A 16 ans, il vient de recevoir les honneurs de l’université de Cambridge. La raison? Aurélien Azie fait partie du «top of the world» du School Certificate 2015. Dans sa filière, l’agriculture, le jeune Rodriguais a décroché la timbale au niveau mondial. Une prouesse qui méritait bien une cérémonie au Mauritius Examinations Syndicate... et un brin de causette avant le retour à Mont-Lubin.
Cambridge vous a célébré en grande pompe. Impressionnant?
Non, ce n’est pas le genre de truc qui m’intimide. C’était super bien organisé, j’étais à l’aise. C’est plus facile de recevoir un trophée que de faire une interview! (rires)
Un retour à Mont-Lubin en héros?
Des petites attentions m’ont touché. Au collège (NdlR, le Rodrigues College, à Port-Mathurin), tout le monde m’a félicité, même des élèves que je ne connaissais pas. Ils ont vu mon nom dans le journal, ils sont venus me serrer la main, me dire bravo, ça fait chaud au cœur.
Pourquoi avoir choisi cette filière, l’agriculture?
C’est un choix, disons, naturel. À Rodrigues, tout le monde ou presque pratique l’agriculture ou l’élevage, souvent les deux. Vous avez ceux qui en dépendent pour vivre, d’autres pour qui c’est un revenu d’appoint. Soit c’est pour vendre les produits, soit c’est pour nourrir la famille et dépenser moins au marché. C’est ce que fait mon père. Il est chauffeur de taxi, c’est son «vrai» métier. À côté, il élève des porcs et des volailles. Il a aussi une petite plantation de manioc et de maïs. En fait, tout le monde est un peu planteur… même les professeurs!
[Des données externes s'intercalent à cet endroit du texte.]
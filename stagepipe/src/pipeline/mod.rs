//! Pipeline building and execution.
//!
//! This module provides:
//! - A typed builder that chains stages output-to-input
//! - The runner that spawns every stage and owns stream closing
//! - Run reports

mod builder;
mod report;
mod runner;

#[cfg(test)]
mod integration_tests;

pub use builder::{Pipeline, PipelineBuilder};
pub use report::{PipelineOutput, PipelineReport, StageReport, StageStatus};
pub use runner::RunningPipeline;
//! Tracing subscriber setup.
//!
//! The engine itself only emits `tracing` events and spans; installing a
//! subscriber is left to the application. [`init_tracing`] is a convenience for
//! binaries, benches and tests.

use serde::{Deserialize, Serialize};
use tracing_subscriber::{fmt, EnvFilter};

/// Output format for [`init_tracing`].
#[derive(Debug, Clone, Copy, PartialEq, Eq, Default, Serialize, Deserialize)]
#[serde(rename_all = "snake_case")]
pub enum LogFormat {
    /// Human-readable lines.
    #[default]
    Pretty,
    /// One JSON object per line.
    Json,
}

/// Subscriber settings.
#[derive(Debug, Clone, PartialEq, Eq, Serialize, Deserialize)]
pub struct TracingConfig {
    /// Filter directive used when `RUST_LOG` is unset.
    #[serde(default = "default_filter")]
    pub filter: String,
    /// Output format.
    #[serde(default)]
    pub format: LogFormat,
}

fn default_filter() -> String {
    "stagepipe=info".to_string()
}

impl Default for TracingConfig {
    fn default() -> Self {
        Self {
            filter: default_filter(),
            format: LogFormat::default(),
        }
    }
}

impl TracingConfig {
    /// Sets the fallback filter directive.
    #[must_use]
    pub fn with_filter(mut self, filter: impl Into<String>) -> Self {
        self.filter = filter.into();
        self
    }

    /// Switches to JSON output.
    #[must_use]
    pub const fn json(mut self) -> Self {
        self.format = LogFormat::Json;
        self
    }
}

/// Installs a global fmt subscriber.
///
/// `RUST_LOG` takes precedence over `config.filter`. Returns false if a
/// global subscriber was already installed, in which case nothing changes.
pub fn init_tracing(config: &TracingConfig) -> bool {
    let filter = EnvFilter::try_from_default_env()
        .or_else(|_| EnvFilter::try_new(&config.filter))
        .unwrap_or_else(|_| EnvFilter::new("info"));

    let builder = fmt().with_env_filter(filter).with_target(true);
    let result = match config.format {
        LogFormat::Pretty => builder.try_init(),
        LogFormat::Json => builder.json().try_init(),
    };
    result.is_ok()
}
//! Spam report pipeline assembled from the generic stages.

use super::models::{MsgData, MsgId, User};
use super::service::{MailService, MessageStore, SpamChecker, UserDirectory};
use crate::errors::{ConfigError, ServiceError};
use crate::pipeline::{Pipeline, PipelineBuilder};
use crate::stages::{
    AggregateStage, BatchFetcher, BatchStage, BoundedStage, DedupStage, FlaggedFirst,
    IdentityResolver, ItemOperation, SourceStage,
};
use async_trait::async_trait;
use std::sync::Arc;

/// Stage names of the spam report pipeline, in order.
pub mod stage_names {
    /// Emits the input emails.
    pub const SOURCE: &str = "source";
    /// Resolves emails to distinct users.
    pub const SELECT_USERS: &str = "select_users";
    /// Lists messages in batches of users.
    pub const SELECT_MESSAGES: &str = "select_messages";
    /// Classifies messages under the in-flight limit.
    pub const CHECK_SPAM: &str = "check_spam";
    /// Sorts and renders the report.
    pub const COMBINE_RESULTS: &str = "combine_results";
}

/// Resolves emails to users through a [`UserDirectory`].
pub struct UserLookup(Arc<dyn UserDirectory>);

impl UserLookup {
    /// Wraps a collaborator.
    #[must_use]
    pub fn new(directory: Arc<dyn UserDirectory>) -> Self {
        Self(directory)
    }
}

#[async_trait]
impl IdentityResolver for UserLookup {
    type Input = String;
    type Record = User;

    async fn resolve(&self, email: String) -> Result<User, ServiceError> {
        self.0.get_user(email).await
    }
}

/// Lists message ids for a batch of users through a [`MessageStore`].
pub struct MessageFetch(Arc<dyn MessageStore>);

impl MessageFetch {
    /// Wraps a collaborator.
    #[must_use]
    pub fn new(store: Arc<dyn MessageStore>) -> Self {
        Self(store)
    }
}

#[async_trait]
impl BatchFetcher for MessageFetch {
    type Input = User;
    type Output = MsgId;

    async fn fetch(&self, batch: Vec<User>) -> Result<Vec<MsgId>, ServiceError> {
        self.0.get_messages(batch).await
    }
}

/// Classifies one message through a [`SpamChecker`].
pub struct SpamCheck(Arc<dyn SpamChecker>);

impl SpamCheck {
    /// Wraps a collaborator.
    #[must_use]
    pub fn new(checker: Arc<dyn SpamChecker>) -> Self {
        Self(checker)
    }
}

#[async_trait]
impl ItemOperation for SpamCheck {
    type Input = MsgId;
    type Output = MsgData;

    async fn apply(&self, id: MsgId) -> Result<MsgData, ServiceError> {
        let has_spam = self.0.has_spam(id).await?;
        Ok(MsgData::new(id, has_spam))
    }
}

/// The collaborators the spam report talks to.
#[derive(Clone)]
pub struct SpamServices {
    /// Email to user resolution.
    pub directory: Arc<dyn UserDirectory>,
    /// Message listing.
    pub store: Arc<dyn MessageStore>,
    /// Spam classification.
    pub checker: Arc<dyn SpamChecker>,
}

impl SpamServices {
    /// Bundles separate collaborators.
    #[must_use]
    pub fn new(
        directory: Arc<dyn UserDirectory>,
        store: Arc<dyn MessageStore>,
        checker: Arc<dyn SpamChecker>,
    ) -> Self {
        Self {
            directory,
            store,
            checker,
        }
    }

    /// Uses one [`MailService`] for all three roles.
    #[must_use]
    pub fn from_service(service: &Arc<MailService>) -> Self {
        Self {
            directory: Arc::clone(service) as Arc<dyn UserDirectory>,
            store: Arc::clone(service) as Arc<dyn MessageStore>,
            checker: Arc::clone(service) as Arc<dyn SpamChecker>,
        }
    }
}

impl std::fmt::Debug for SpamServices {
    fn fmt(&self, f: &mut std::fmt::Formatter<'_>) -> std::fmt::Result {
        f.debug_struct("SpamServices").finish_non_exhaustive()
    }
}

/// Builds the spam report: emails in, one `"<has_spam> <id>"` line per
/// message out, spam first, then by ascending id.
///
/// Batch size and the in-flight limit come from the builder's configuration.
///
/// # Errors
///
/// Returns an error if the batch size or in-flight limit is zero.
pub fn spam_report_pipeline(
    builder: PipelineBuilder,
    emails: Vec<String>,
    services: SpamServices,
) -> Result<Pipeline<String>, ConfigError> {
    let batch_size = builder.config().batch_size;
    let max_in_flight = builder.config().max_in_flight;

    Ok(builder
        .stage(SourceStage::new(stage_names::SOURCE, emails))
        .stage(DedupStage::new(
            stage_names::SELECT_USERS,
            UserLookup::new(services.directory),
        ))
        .stage(BatchStage::new(
            stage_names::SELECT_MESSAGES,
            MessageFetch::new(services.store),
            batch_size,
        )?)
        .stage(BoundedStage::new(
            stage_names::CHECK_SPAM,
            SpamCheck::new(services.checker),
            max_in_flight,
        )?)
        .stage(AggregateStage::new(
            stage_names::COMBINE_RESULTS,
            FlaggedFirst,
            |data: MsgData| data.to_string(),
        )))
}

#[cfg(test)]
mod tests {
    use super::*;
    use crate::config::PipelineConfig;
    use crate::spam::service::{Latency, MockMessageStore, MockSpamChecker, MockUserDirectory};
    use pretty_assertions::assert_eq;

    fn emails(items: &[&str]) -> Vec<String> {
        items.iter().map(ToString::to_string).collect()
    }

    fn mocks(lookups: usize) -> SpamServices {
        let mut directory = MockUserDirectory::new();
        directory
            .expect_get_user()
            .times(lookups)
            .returning(|email: String| match email.as_str() {
                "a" => Ok(User::new(1, "a")),
                "b" => Ok(User::new(2, "b")),
                _ => Err(ServiceError::not_found(email)),
            });

        let mut store = MockMessageStore::new();
        store
            .expect_get_messages()
            .returning(|users: Vec<User>| Ok(users.iter().map(|user| MsgId(user.id * 10)).collect()));

        let mut checker = MockSpamChecker::new();
        checker
            .expect_has_spam()
            .returning(|id: MsgId| Ok(id == MsgId(10)));

        SpamServices::new(Arc::new(directory), Arc::new(store), Arc::new(checker))
    }

    #[tokio::test]
    async fn test_sample_report() {
        let service = Arc::new(MailService::sample(Latency::none()));
        let input = emails(&[
            "alice@mail.ru",
            "alice.smith@mail.ru",
            "bob@mail.ru",
            "carol@mail.ru",
            "c.jones@mail.ru",
            "dave@mail.ru",
        ]);

        let output = spam_report_pipeline(
            PipelineBuilder::new("spam"),
            input,
            SpamServices::from_service(&service),
        )
        .unwrap()
        .run()
        .await
        .unwrap();

        assert_eq!(
            output.items,
            vec!["true 101", "true 301", "true 302", "false 102", "false 201", "false 303"]
        );
        assert!(output.report.is_clean());
        assert_eq!(service.stats().user_lookups(), 6);
        assert_eq!(service.stats().message_batches(), 2);
        assert_eq!(service.stats().spam_checks(), 6);
        assert_eq!(service.stats().rejected(), 0);
    }

    #[tokio::test]
    async fn test_duplicate_inputs_with_tight_limits() {
        let builder = PipelineBuilder::new("spam")
            .with_config(PipelineConfig::new().with_batch_size(2).with_max_in_flight(1))
            .unwrap();

        let output = spam_report_pipeline(builder, emails(&["a", "a", "b"]), mocks(3))
            .unwrap()
            .run()
            .await
            .unwrap();

        assert_eq!(output.items, vec!["true 10", "false 20"]);
        let users = output.report.stage(stage_names::SELECT_USERS).unwrap();
        assert_eq!(users.items_in, 3);
        assert_eq!(users.items_out, 2);
    }

    #[tokio::test]
    async fn test_unknown_email_is_skipped() {
        let output = spam_report_pipeline(PipelineBuilder::new("spam"), emails(&["b", "zed"]), mocks(2))
            .unwrap()
            .run()
            .await
            .unwrap();

        assert_eq!(output.items, vec!["false 20"]);
    }

    #[tokio::test]
    async fn test_failed_spam_check_omits_message() {
        let mut directory = MockUserDirectory::new();
        directory
            .expect_get_user()
            .returning(|email: String| Ok(User::new(1, email)));
        let mut store = MockMessageStore::new();
        store
            .expect_get_messages()
            .times(1)
            .returning(|_| Ok(vec![MsgId(1), MsgId(2), MsgId(3)]));
        let mut checker = MockSpamChecker::new();
        checker.expect_has_spam().returning(|id: MsgId| {
            if id == MsgId(2) {
                Err(ServiceError::unavailable("checker down"))
            } else {
                Ok(false)
            }
        });
        let services = SpamServices::new(Arc::new(directory), Arc::new(store), Arc::new(checker));

        let output = spam_report_pipeline(PipelineBuilder::new("spam"), emails(&["x@mail.ru"]), services)
            .unwrap()
            .run()
            .await
            .unwrap();

        assert_eq!(output.items, vec!["false 1", "false 3"]);
    }

    #[test]
    fn test_stage_layout() {
        let service = Arc::new(MailService::sample(Latency::none()));
        let pipeline = spam_report_pipeline(
            PipelineBuilder::new("spam"),
            Vec::new(),
            SpamServices::from_service(&service),
        )
        .unwrap();

        assert_eq!(
            pipeline.stage_names(),
            vec![
                stage_names::SOURCE,
                stage_names::SELECT_USERS,
                stage_names::SELECT_MESSAGES,
                stage_names::CHECK_SPAM,
                stage_names::COMBINE_RESULTS,
            ]
        );
    }
}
Une enquête a récemment révélé que Maurice est championne des pesticides. Comment ça se passe à Rodrigues?
L’agriculture est plus saine. Je pense que Maurice a un problème de formation. Les planteurs ne maîtrisent pas l’utilisation des fertilisants, ils se disent que plus ils en mettent, meilleurs seront les résultats. Alors que c’est faux, il n’y a pas besoin de tout ça car la nature est assez bien faite. C’est donc un problème d’éducation.
Pourquoi ce problème ne se pose pas, ou moins, à Rodrigues?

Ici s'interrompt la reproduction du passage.